Independent

Taoiseach Simon Harris’s popularity ‘no issue’ for Fianna Fáil leader and Tánaiste Micheál Martin, who aims to prove the polls wrong

G.Evans58 min ago
Mr Harris is the most popular political leader after his support increased since the summer by 17 percentage points to 55pc. His Fine Gael party is on 27pc (up four points), ahead of Sinn Féin and Fianna Fáil, on 20pc and 19pc respectively, according to the latest Irish Times/Ipsos poll.

It follows a recent trend of positive poll results for Mr Harris, who took over as party leader and Taoiseach five months ago.

Mr Martin, the Fianna Fáil leader, pointed to polls ahead of the local elections, which had his party in "a distant" third place, but they won the greatest number of council seats.

Fianna Fáil emerged as the largest party in local government, winning 248 seats, with Fine Gael on 245.

Mr Martin said: "So, a lot of work to be done. It's all there to play for and we're going to work very hard at constituency level, national level and then we do everything we can to out-poll the polls."

Mr Harris has said he is "grateful" to the Irish people, but added that "polls come and polls go".

"I'm a new Taoiseach, but I'm in politics long enough to not read too much into them," he said at the National Ploughing Championships in Co Laois.

"It's always better to be up than down. I'm very grateful to the people of Ireland for giving me a chance, for giving me an opportunity, for being willing to listen.

"There will be a general election in due course. My position on this hasn't changed. Right now, I want the Government to get on with its work, and I want the Government to finish its work as well."

Sinn Féin has accused the Government of handing a 'massive tax break' to high earners

Mr Martin was asked if he was worried about the support the Fine Gael leader was getting, to which he replied: "Not necessarily, to be frank, because we do our own research and work as well.

"The multi-seat proportional representation electoral system, there's a combination of factors involved in terms of constituency strengths.

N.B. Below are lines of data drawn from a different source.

//! Generates an ECDSA P-256 key pair and an X.509 certificate, optionally
//! self-signed as a CA. Not used by the proxy at runtime — it only produces
//! the PEM material the proxy later loads (client CA pool, server cert/key).

use anyhow::{Context, Result};
use clap::Parser;
use rcgen::{
    Certificate, CertificateParams, DistinguishedName, DnType, IsCa, KeyPair, SanType,
    PKCS_ECDSA_P256_SHA256,
};

#[derive(Parser, Debug)]
#[command(name = "keycertgen", about = "Generate ECDSA P-256 keys and X.509 certificates")]
struct Args {
    /// Output path for the generated private key (PKCS#8 PEM).
    #[arg(long, default_value = "key.pem")]
    key: String,

    /// Output path for the generated certificate (PEM).
    #[arg(long, default_value = "cert.pem")]
    cert: String,

    /// Subject Common Name for the generated certificate.
    #[arg(long, default_value = "default@default.org")]
    common_name: String,

    /// Generate a self-signed CA certificate instead of a leaf certificate.
    #[arg(long)]
    ca: bool,

    /// Path to the signing CA's private key (required unless --ca).
    #[arg(long)]
    parent_key: Option<String>,

    /// Path to the signing CA's certificate (required unless --ca).
    #[arg(long)]
    parent_cert: Option<String>,
}

fn main() -> Result<()> {
    let args = Args::parse();
    let (cert_pem, key_pem) = generate(&args)?;

    std::fs::write(&args.cert, cert_pem).with_context(|| format!("writing '{}'", args.cert))?;
    println!("created {}", args.cert);
    std::fs::write(&args.key, key_pem).with_context(|| format!("writing '{}'", args.key))?;
    println!("created {}", args.key);

    Ok(())
}

fn leaf_params(common_name: &str, is_ca: bool) -> CertificateParams {
    let mut params = CertificateParams::new(vec!["localhost".to_string()]);
    params.alg = &PKCS_ECDSA_P256_SHA256;
    params.subject_alt_names = vec![SanType::DnsName("localhost".to_string())];
    let mut dn = DistinguishedName::new();
    dn.push(DnType::CommonName, common_name);
    dn.push(DnType::OrganizationName, "Galley");
    dn.push(DnType::CountryName, "US");
    params.distinguished_name = dn;
    params.is_ca = if is_ca {
        IsCa::Ca(rcgen::BasicConstraints::Unconstrained)
    } else {
        IsCa::NoCa
    };
    params
}

/// Builds the requested certificate/key pair and returns them as PEM text,
/// without touching the filesystem — kept separate from `main` so the
/// generation logic itself is testable.
fn generate(args: &Args) -> Result<(String, String)> {
    let cert = Certificate::from_params(leaf_params(&args.common_name, args.ca))
        .context("building certificate parameters")?;

    if args.ca {
        return Ok((
            cert.serialize_pem().context("self-signing CA certificate")?,
            cert.serialize_private_key_pem(),
        ));
    }

    let parent_key_path = args
        .parent_key
        .as_ref()
        .ok_or_else(|| anyhow::anyhow!("--parent-key is required unless --ca is set"))?;
    let parent_cert_path = args
        .parent_cert
        .as_ref()
        .ok_or_else(|| anyhow::anyhow!("--parent-cert is required unless --ca is set"))?;

    let issuer = load_issuer(parent_key_path, parent_cert_path)?;
    Ok((
        cert.serialize_pem_with_signer(&issuer)
            .context("signing certificate with parent CA")?,
        cert.serialize_private_key_pem(),
    ))
}

/// Reconstructs the CA as an rcgen `Certificate` so it can act as a signer:
/// rcgen needs the CA's key pair plus a matching subject, which we recover
/// from the CA's own certificate rather than trusting caller-supplied
/// metadata.
fn load_issuer(parent_key_path: &str, parent_cert_path: &str) -> Result<Certificate> {
    let key_pem = std::fs::read_to_string(parent_key_path)
        .with_context(|| format!("reading '{parent_key_path}'"))?;
    let cert_der = std::fs::read(parent_cert_path).with_context(|| format!("reading '{parent_cert_path}'"))?;

    let (_, pem) = x509_parser::pem::parse_x509_pem(&cert_der)
        .map_err(|_| anyhow::anyhow!("could not parse parent certificate '{parent_cert_path}'"))?;
    let parsed = pem
        .parse_x509()
        .map_err(|_| anyhow::anyhow!("could not parse parent certificate '{parent_cert_path}'"))?;

    let cn = parsed
        .subject()
        .iter_common_name()
        .next()
        .and_then(|cn| cn.as_str().ok())
        .unwrap_or("CA");

    let mut params = CertificateParams::new(vec![]);
    params.alg = &PKCS_ECDSA_P256_SHA256;
    let mut dn = DistinguishedName::new();
    dn.push(DnType::CommonName, cn);
    params.distinguished_name = dn;
    params.is_ca = IsCa::Ca(rcgen::BasicConstraints::Unconstrained);
    params.key_pair = Some(KeyPair::from_pem(&key_pem).context("parsing parent private key")?);

    Certificate::from_params(params).context("reconstructing parent CA as a signer")
}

"But, as I said, in the May poll and in all the polling before the local elections, we were in a distant third and we came out first in terms of seats in the local elections."

Separately, Sinn Féin has accused the Government of handing a "massive tax break" to high earners with "gold-plated pensions".

The party's finance spokesman, Pearse Doherty, branded the move to increase the Standard Fund Threshold (SFT) as "madness".

On Wednesday, Finance Minister Jack Chambers announced that the €2m SFT would be increased by €200,000 in 2026, followed by three similar rises in the following three years to bring it up to €2.8m in 2029.

The move followed anger among some of the country's most senior gardaí, who wrote to the Justice Minister and Garda Commissioner saying punitive pension-tax implications prevented them from applying for the deputy commissioner job.

The deadline to apply has passed, but the move by the Finance Minister follows the publication of an independent examination of the threshold.

The threshold is the amount of money people can have in their pension pot before being subject to additional tax liabilities. Mr Doherty raised the decision in the Dáil yesterday.

"Fine Gael and Fianna Fáil want the taxpayer to fund these gold-plated pensions until they reach €2.8m in size. Madness," he said.

"Asking those who work in Tesco or nurses or guards or firefighters or teachers to help build up the pension pots of those at the very top to the tune of €2.8m so they can retire with the state supported pension of €100,000 per year, is madness."